Photo-Tunable Supramolecular Ultrathin Surfaces for Simultaneous Homeotropic Anchoring and Superfast Switching of Liquid Crystals

Abstract

Photo-tunable supramolecular ultrathin surfaces functionalized with a soft ultraviolet (UV) treatment of star-shaped reactive amphiphiles are fabricated to simultaneously afford homeotropic anchoring of liquid crystals (LCs) and improve the LC switching performance. Photochemically functionalized ultrathin surfaces are generated by cross-linking star-shaped amphiphilic monomers in the self-assembled monolayers with retention of cluster structure under electric field. Since these star-shaped amphiphiles can construct the close-packed self-organized molecular layer with an alkyl brush at the interface between indium tin oxide and LCs through intermolecular hydrogen bonding, they might make elegant alignment surfaces for the homeotropic anchoring of LCs to provide a new type of vertical alignment layer.
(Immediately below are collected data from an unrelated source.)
//! Non-player character records (`NPC_`).

use std::io::Write;

use ashlander_common::{BinaryReader, LittleEndian, Tag, WriteBytesExt};

use super::actor::ActorCore;
use crate::header::RecordHeader;
use crate::record::Record;
use crate::subrecord::{LengthField, StringLimit, Subrecord, SubrecordReader, Wide};
use crate::{tags, Error, Result};

/// Bits of [`NpcRecord::flags`].
pub mod npc_flags {
    pub const FEMALE: u32 = 0x0001;
    pub const ESSENTIAL: u32 = 0x0002;
    pub const RESPAWN: u32 = 0x0004;
    pub const AUTO_CALC: u32 = 0x0010;
    pub const WHITE_BLOOD: u32 = 0x0400;
    pub const GOLD_BLOOD: u32 = 0x0800;
}

/// Statistics of an NPC whose attributes and skills are stored explicitly.
#[derive(Debug, Clone, PartialEq, Eq)]
#[cfg_attr(feature = "serde", derive(serde::Serialize))]
pub struct FullNpcStats {
    pub level: i16,
    /// Strength, intelligence, willpower, agility, speed, endurance,
    /// personality, luck.
    pub attributes: [u8; 8],
    pub skills: [u8; 27],
    pub reputation: u8,
    pub health: i16,
    pub spell_points: i16,
    pub fatigue: i16,
    pub disposition: u8,
    pub faction_id: u8,
    pub rank: u8,
    pub unknown1: u8,
    pub gold: i32,
}

impl Default for FullNpcStats {
    fn default() -> Self {
        Self {
            level: 1,
            attributes: [0; 8],
            skills: [0; 27],
            reputation: 0,
            health: 0,
            spell_points: 0,
            fatigue: 0,
            disposition: 0,
            faction_id: 0,
            rank: 0,
            unknown1: 0,
            gold: 0,
        }
    }
}

/// NPC statistics (`NPDT`), in one of its two on-disk sizes.
#[derive(Debug, Clone, PartialEq, Eq)]
#[cfg_attr(feature = "serde", derive(serde::Serialize))]
pub enum NpcStats {
    /// 12-byte form used by auto-calculated NPCs.
    Compact {
        level: i16,
        disposition: u8,
        faction_id: u8,
        rank: u8,
        unknown1: u8,
        unknown2: u8,
        unknown3: u8,
        gold: i32,
    },
    /// 52-byte form with explicit attributes and skills.
    Full(FullNpcStats),
}

impl Default for NpcStats {
    fn default() -> Self {
        NpcStats::Compact {
            level: 1,
            disposition: 0,
            faction_id: 0,
            rank: 0,
            unknown1: 0,
            unknown2: 0,
            unknown3: 0,
            gold: 0,
        }
    }
}

impl NpcStats {
    pub const COMPACT_SIZE: usize = 12;
    pub const FULL_SIZE: usize = 52;

    pub fn level(&self) -> i16 {
        match self {
            NpcStats::Compact { level, .. } => *level,
            NpcStats::Full(stats) => stats.level,
        }
    }

    pub fn disposition(&self) -> u8 {
        match self {
            NpcStats::Compact { disposition, .. } => *disposition,
            NpcStats::Full(stats) => stats.disposition,
        }
    }

    pub fn gold(&self) -> i32 {
        match self {
            NpcStats::Compact { gold, .. } => *gold,
            NpcStats::Full(stats) => stats.gold,
        }
    }

    /// Payload size of the `NPDT` subrecord.
    pub fn size(&self) -> usize {
        match self {
            NpcStats::Compact { .. } => Self::COMPACT_SIZE,
            NpcStats::Full(_) => Self::FULL_SIZE,
        }
    }

    fn read(sub: &Subrecord<'_>) -> Result<Self> {
        let mut r = sub.reader();
        match sub.len() {
            Self::COMPACT_SIZE => Ok(NpcStats::Compact {
                level: r.read_i16()?,
                disposition: r.read_u8()?,
                faction_id: r.read_u8()?,
                rank: r.read_u8()?,
                unknown1: r.read_u8()?,
                unknown2: r.read_u8()?,
                unknown3: r.read_u8()?,
                gold: r.read_i32()?,
            }),
            Self::FULL_SIZE => Ok(NpcStats::Full(FullNpcStats {
                level: r.read_i16()?,
                attributes: r.read_array()?,
                skills: r.read_array()?,
                reputation: r.read_u8()?,
                health: r.read_i16()?,
                spell_points: r.read_i16()?,
                fatigue: r.read_i16()?,
                disposition: r.read_u8()?,
                faction_id: r.read_u8()?,
                rank: r.read_u8()?,
                unknown1: r.read_u8()?,
                gold: r.read_i32()?,
            })),
            actual => Err(Error::InvalidLength {
                offset: sub.offset,
                tag: sub.tag,
                expected: format!("{} or {}", Self::COMPACT_SIZE, Self::FULL_SIZE),
                actual,
            }),
        }
    }

    fn write<W: Write + ?Sized>(&self, out: &mut W) -> Result<()> {
        Wide::write_header(out, tags::NPDT, self.size())?;
        match self {
            NpcStats::Compact {
                level,
                disposition,
                faction_id,
                rank,
                unknown1,
                unknown2,
                unknown3,
                gold,
            } => {
                out.write_i16::<LittleEndian>(*level)?;
                out.write_all(&[
                    *disposition,
                    *faction_id,
                    *rank,
                    *unknown1,
                    *unknown2,
                    *unknown3,
                ])?;
                out.write_i32::<LittleEndian>(*gold)?;
            }
            NpcStats::Full(s) => {
                out.write_i16::<LittleEndian>(s.level)?;
                out.write_all(&s.attributes)?;
                out.write_all(&s.skills)?;
                out.write_u8(s.reputation)?;
                out.write_i16::<LittleEndian>(s.health)?;
                out.write_i16::<LittleEndian>(s.spell_points)?;
                out.write_i16::<LittleEndian>(s.fatigue)?;
                out.write_all(&[s.disposition, s.faction_id, s.rank, s.unknown1])?;
                out.write_i32::<LittleEndian>(s.gold)?;
            }
        }
        Ok(())
    }
}

/// A non-player character.
///
/// The optional strings (`model`, `name`, `script`) are written only when
/// present, so a present but empty one survives a round trip.
#[derive(Debug, Clone, PartialEq, Default)]
#[cfg_attr(feature = "serde", derive(serde::Serialize))]
pub struct NpcRecord {
    pub record_id: String,
    pub model: Option<String>,
    pub name: Option<String>,
    pub race: String,
    pub class: String,
    pub faction: String,
    pub head: String,
    pub hair: String,
    pub script: Option<String>,
    pub stats: NpcStats,
    /// See [`npc_flags`].
    pub flags: u32,
    #[cfg_attr(feature = "serde", serde(flatten))]
    pub actor: ActorCore,
    pub flags_a: i32,
    pub flags_b: i32,
}

impl NpcRecord {
    /// Create an NPC with the required identifiers and default statistics.
    pub fn new(record_id: impl Into<String>) -> Self {
        Self {
            record_id: record_id.into(),
            ..Default::default()
        }
    }

    pub fn is_female(&self) -> bool {
        self.flags & npc_flags::FEMALE != 0
    }

    pub fn is_essential(&self) -> bool {
        self.flags & npc_flags::ESSENTIAL != 0
    }

    pub fn respawns(&self) -> bool {
        self.flags & npc_flags::RESPAWN != 0
    }

    pub fn auto_calc_stats(&self) -> bool {
        self.flags & npc_flags::AUTO_CALC != 0
    }

    pub fn has_white_blood(&self) -> bool {
        self.flags & npc_flags::WHITE_BLOOD != 0
    }

    pub fn has_gold_blood(&self) -> bool {
        self.flags & npc_flags::GOLD_BLOOD != 0
    }
}

/// Fields collected while reading the unordered block before `FLAG`.
#[derive(Default)]
struct CoreFields {
    model: Option<String>,
    name: Option<String>,
    race: Option<String>,
    class: Option<String>,
    faction: Option<String>,
    head: Option<String>,
    hair: Option<String>,
    script: Option<String>,
    stats: Option<NpcStats>,
}

fn store_once(slot: &mut Option<String>, sub: &Subrecord<'_>) -> Result<()> {
    if slot.is_some() {
        return Err(Error::DuplicateSubrecord {
            offset: sub.offset,
            record: tags::NPC_,
            tag: sub.tag,
        });
    }
    *slot = Some(sub.string(StringLimit::Short)?);
    Ok(())
}

fn is_identity_string(tag: Tag) -> bool {
    [
        tags::MODL,
        tags::FNAM,
        tags::RNAM,
        tags::CNAM,
        tags::ANAM,
        tags::BNAM,
        tags::KNAM,
        tags::SCRI,
    ]
    .contains(&tag)
}

fn required(slot: Option<String>, tag: Tag) -> Result<String> {
    slot.ok_or(Error::MissingSubrecord {
        record: tags::NPC_,
        tag,
    })
}

impl Record for NpcRecord {
    fn tag(&self) -> Tag {
        tags::NPC_
    }

    fn record_id(&self) -> &str {
        &self.record_id
    }

    fn header_flags(&self) -> (i32, i32) {
        (self.flags_a, self.flags_b)
    }

    fn read(header: &RecordHeader, payload: BinaryReader<'_>) -> Result<Self> {
        let mut reader = SubrecordReader::<Wide>::new(payload);
        let record_id = reader.read_string_expected(tags::NAME, StringLimit::Short)?;

        // The identity block may come in any order; FLAG closes it.
        let mut core = CoreFields::default();
        let flag = loop {
            let sub = if is_identity_string(reader.peek_tag()?) {
                reader.read_limited(StringLimit::Short)?
            } else {
                reader.read_subrecord()?
            };
            match sub.tag {
                t if t == tags::FLAG => break sub,
                t if t == tags::MODL => store_once(&mut core.model, &sub)?,
                t if t == tags::FNAM => store_once(&mut core.name, &sub)?,
                t if t == tags::RNAM => store_once(&mut core.race, &sub)?,
                t if t == tags::CNAM => store_once(&mut core.class, &sub)?,
                t if t == tags::ANAM => store_once(&mut core.faction, &sub)?,
                t if t == tags::BNAM => store_once(&mut core.head, &sub)?,
                t if t == tags::KNAM => store_once(&mut core.hair, &sub)?,
                t if t == tags::SCRI => store_once(&mut core.script, &sub)?,
                t if t == tags::NPDT => {
                    if core.stats.is_some() {
                        return Err(Error::DuplicateSubrecord {
                            offset: sub.offset,
                            record: tags::NPC_,
                            tag: t,
                        });
                    }
                    core.stats = Some(NpcStats::read(&sub)?);
                }
                found => {
                    return Err(Error::UnexpectedTag {
                        offset: sub.offset,
                        expected: "one of ANAM, BNAM, CNAM, FNAM, KNAM, MODL, NPDT, RNAM, SCRI, FLAG"
                            .into(),
                        found,
                    })
                }
            }
        };
        let flags = flag.fixed(4)?.read_u32()?;

        let actor = ActorCore::read_sequence(&mut reader, tags::NPC_, tags::FLAG, |_| Ok(false))?;
        reader.finish(tags::NPC_, header.offset)?;

        Ok(Self {
            record_id,
            model: core.model,
            name: core.name,
            race: required(core.race, tags::RNAM)?,
            class: required(core.class, tags::CNAM)?,
            faction: required(core.faction, tags::ANAM)?,
            head: required(core.head, tags::BNAM)?,
            hair: required(core.hair, tags::KNAM)?,
            script: core.script,
            stats: core.stats.ok_or(Error::MissingSubrecord {
                record: tags::NPC_,
                tag: tags::NPDT,
            })?,
            flags,
            actor,
            flags_a: header.flags_a,
            flags_b: header.flags_b,
        })
    }

    fn payload_size(&self) -> usize {
        let mut size = Wide::size_of_string(&self.record_id)
            + Wide::size_of_string(&self.race)
            + Wide::size_of_string(&self.class)
            + Wide::size_of_string(&self.faction)
            + Wide::size_of_string(&self.head)
            + Wide::size_of_string(&self.hair)
            + Wide::size_of(self.stats.size())
            + Wide::size_of(4);
        for optional in [&self.model, &self.name, &self.script].into_iter().flatten() {
            size += Wide::size_of_string(optional);
        }
        size + self.actor.size()
    }

    fn write_payload<W: Write + ?Sized>(&self, out: &mut W) -> Result<()> {
        Wide::write_string(out, tags::NAME, &self.record_id)?;
        if let Some(model) = &self.model {
            Wide::write_string(out, tags::MODL, model)?;
        }
        if let Some(name) = &self.name {
            Wide::write_string(out, tags::FNAM, name)?;
        }
        Wide::write_string(out, tags::RNAM, &self.race)?;
        Wide::write_string(out, tags::CNAM, &self.class)?;
        Wide::write_string(out, tags::ANAM, &self.faction)?;
        Wide::write_string(out, tags::BNAM, &self.head)?;
        Wide::write_string(out, tags::KNAM, &self.hair)?;
        if let Some(script) = &self.script {
            Wide::write_string(out, tags::SCRI, script)?;
        }
        self.stats.write(out)?;
        Wide::write_header(out, tags::FLAG, 4)?;
        out.write_u32::<LittleEndian>(self.flags)?;
        self.actor.write(out)
    }
}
It is experimentally revealed that supramolecular ultrathin layers with vertical nanopillars form hydrophobic surface, and afford a stable and uniform homeotropic alignment of LCs even in high-temperature environment. Furthermore, a soft UV irradiation on the self-assembled ultrathin surfaces under electric field yields superfast responsive cross-linked ultrathin surfaces with low power consumption compared to conventional polyimide layer. Notably, this controlled methodology offers advantages of simplicity, low-cost, and scalability in the fabrication of functional alignment surfaces without the need of complex manufacturing steps.